One of the most delicate questions surrounding the wicked child abuse by Irish Catholic clergy, brothers and nuns is this: how much of the abuse was Irish and how much of it was Catholic?

The question of Irishness has been hovering over the Catholic abuse scandals for years, ever since journalists noticed (but scarcely dared point out) that they seemed concentrated among the Irish Catholic diaspora of the United States, Canada and Australia.

Yeah, see? So anyway, onto the how much Irish, how much Catholic:

I’ve just asked a well-informed commentator on Irish affairs about the respective influence of Irishness and Catholicism in this scandal. His reply was deliberately provocative: “The violence was Irish, the sex abuse was Catholic,” he said.

He explained that Ireland has for centuries tolerated levels of domestic violence and alcoholism that are much higher than those in other Catholic cultures. There’s no single, neat explanation for this – but the brutality of English colonial oppression certainly rubbed off on society. Rural Ireland until the 1970s was basically a Third World country… And this is the culturally and intellectually impoverished class from which many of the Christian Brothers were recruited. …

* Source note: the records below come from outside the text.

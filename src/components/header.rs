use web_sys::{ScrollBehavior, ScrollToOptions};
use yew::prelude::*;

/// Height of the fixed header, compensated for when scrolling to anchors.
pub const HEADER_OFFSET_PX: f64 = 80.0;

/// Scroll position that puts an anchor target just below the fixed header.
pub fn anchor_scroll_top(rect_top: f64, page_y_offset: f64) -> f64 {
    rect_top + page_y_offset - HEADER_OFFSET_PX
}

/// Smoothly scroll to a same-page anchor. Missing targets are a no-op.
pub fn scroll_to_anchor(href: &str) {
    let id = href.trim_start_matches('#');
    let Some(window) = web_sys::window() else {
        return;
    };
    let Some(target) = window.document().and_then(|doc| doc.get_element_by_id(id)) else {
        return;
    };
    let page_y = window.page_y_offset().unwrap_or(0.0);
    let top = anchor_scroll_top(target.get_bounding_client_rect().top(), page_y);
    let options = ScrollToOptions::new();
    options.set_top(top);
    options.set_behavior(ScrollBehavior::Smooth);
    window.scroll_to_with_scroll_to_options(&options);
}

#[function_component(Header)]
pub fn header() -> Html {
    let menu_open = use_state(|| false);

    let on_toggle = {
        let menu_open = menu_open.clone();
        Callback::from(move |_: MouseEvent| menu_open.set(!*menu_open))
    };

    let nav_link = |href: &'static str, label: &'static str| -> Html {
        let menu_open = menu_open.clone();
        let onclick = Callback::from(move |e: MouseEvent| {
            // Clicking any nav link closes the mobile menu, open or not.
            menu_open.set(false);
            if href == "#" {
                return;
            }
            e.prevent_default();
            scroll_to_anchor(href);
        });
        html! {
            <a class="nav-link" {href} {onclick}>{label}</a>
        }
    };

    html! {
        <header class="site-header">
            <a class="nav-logo" href="#">{"fixguard"}</a>
            <nav id="nav" class={classes!("nav", (*menu_open).then(|| "active"))}>
                { nav_link("#features", "Features") }
                { nav_link("#install", "Install") }
                { nav_link("#feedback", "Feedback") }
            </nav>
            <button
                id="menu-toggle"
                class={classes!("menu-toggle", (*menu_open).then(|| "active"))}
                aria-label="Toggle navigation"
                onclick={on_toggle}
            >
                <span class="menu-bar"></span>
                <span class="menu-bar"></span>
                <span class="menu-bar"></span>
            </button>
        </header>
    }
}

#[cfg(test)]
mod tests {
    use super::*;

    #[test]
    fn anchor_scroll_top_subtracts_header_offset() {
        assert_eq!(anchor_scroll_top(100.0, 50.0), 70.0);
        assert_eq!(anchor_scroll_top(0.0, 0.0), -HEADER_OFFSET_PX);
    }
}
//! Validation rules for the feedback form fields.

pub fn is_valid_name(value: &str) -> bool {
    value.trim().chars().count() >= 2
}

/// Accepts anything shaped like `local@domain.tld`: exactly one `@`, no
/// whitespace, and a dot strictly inside the domain part.
pub fn is_valid_email(value: &str) -> bool {
    if value.chars().any(char::is_whitespace) {
        return false;
    }
    let mut parts = value.split('@');
    match (parts.next(), parts.next(), parts.next()) {
        (Some(local), Some(domain), None) => {
            !local.is_empty() && domain.find('.').is_some_and(|dot| dot > 0 && dot < domain.len() - 1)
        }
        _ => false,
    }
}

pub fn is_valid_message(value: &str) -> bool {
    value.trim().chars().count() >= 10
}

/// Returns the inline error message for a field, or `None` when the value
/// passes. Fields without a rule validate clean.
pub fn validate_field(field: &str, value: &str) -> Option<&'static str> {
    match field {
        "name" if !is_valid_name(value) => Some("Please enter your name (at least 2 characters)"),
        "email" if !is_valid_email(value) => Some("Please enter a valid email address"),
        "message" if !is_valid_message(value) => {
            Some("Please enter your message (at least 10 characters)")
        }
        _ => None,
    }
}

#[cfg(test)]
mod tests {
    use super::*;

    #[test]
    fn name_needs_two_characters() {
        assert!(is_valid_name("Al"));
        assert!(!is_valid_name("A"));
        assert!(is_valid_name("  Al  "));
        assert!(!is_valid_name(" A "));
        assert!(!is_valid_name(""));
    }

    #[test]
    fn email_needs_local_domain_and_tld() {
        assert!(is_valid_email("a@b.co"));
        assert!(is_valid_email("first.last@sub.example.com"));
        assert!(!is_valid_email("a@b"));
        assert!(!is_valid_email("@b.co"));
        assert!(!is_valid_email("a@.co"));
        assert!(!is_valid_email("a@b."));
        assert!(!is_valid_email("a b@c.co"));
        assert!(!is_valid_email("a@b@c.co"));
        assert!(!is_valid_email(""));
    }

    #[test]
    fn message_needs_ten_characters() {
        assert!(!is_valid_message("short"));
        assert!(is_valid_message("Hello there!!"));
        assert!(!is_valid_message("         a"));
    }

    #[test]
    fn validate_field_maps_failures_to_messages() {
        assert_eq!(
            validate_field("name", "A"),
            Some("Please enter your name (at least 2 characters)")
        );
        assert_eq!(
            validate_field("email", "nope"),
            Some("Please enter a valid email address")
        );
        assert_eq!(
            validate_field("message", "short"),
            Some("Please enter your message (at least 10 characters)")
        );
        assert_eq!(validate_field("name", "Ana"), None);
        assert_eq!(validate_field("email", "ana@x.com"), None);
        assert_eq!(validate_field("message", "Hello there!!"), None);
        // No rule registered for the category select.
        assert_eq!(validate_field("category", ""), None);
    }
}
//! API Module
//!
//! HTTP handlers and routing for the proxy REST API.
//!
//! # Endpoints
//! - `GET /neo/feed` - NEO feed for a date range (cached)
//! - `GET /neo/browse` - Browse the NEO catalogue (cached)
//! - `GET /neo/lookup/:id` - Look up one NEO (cached)
//! - `GET /health` - Health check endpoint
//! - `/cache/...` - Cache administration

pub mod handlers;
pub mod middleware;
pub mod routes;

pub use handlers::*;
pub use middleware::DEFAULT_RATE_LIMIT_PER_MINUTE;
pub use routes::create_router;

What did my colleague mean when he said that “the sexual abuse was Catholic”? It’s an over-simplification, and he’s referring to a Catholic problem rather than any aspect of authentic teaching, but here’s one interpretation of the statement. The chief villains of the report are (mostly long dead) brothers who took vows but were not allowed to feel any vocation to the priesthood. Like many Irish priests, they were pushed by their families into celibacy, but enforced celibacy was not an aspect of Holy Orders. A sexually unstable brother was not restrained by a high religious calling, because in the eyes of society he had none. He was doubly trapped by the Church.

Of course, there were many priest abusers, too – and here we face the horrible paradox that the high religious calling, the unique prestige of the priesthood, enabled unscrupulous priests to abuse mostly teenage boys. But here my colleague’s Irish violence/Catholic sex abuse theory does begin to break down, because clergy from Irish backgrounds are over-represented among priest abusers throughout the English-speaking world.

Last night I had supper with a distinguished American priest-scholar and made this point rather nervously. To my surprise, he agreed immediately. He said that the Irish didn’t leave their legacy of domestic violence and alcohol behind them when they arrived in America; the phenomenon of the weak, drunken father persisted, and this reinforced the towering status of the priest in the Irish diaspora, enabling a minority of clergy – and it was never more than a small minority – to abuse spiritual power for sexual ends.

He added: “There’s a particularly Irish Catholic culture of secrecy, too, partly rooted in a history of persecution, but also not unrelated to the corruption and back-room deals of Irish political life. That culture enabled abuse to happen, and to keep happening.”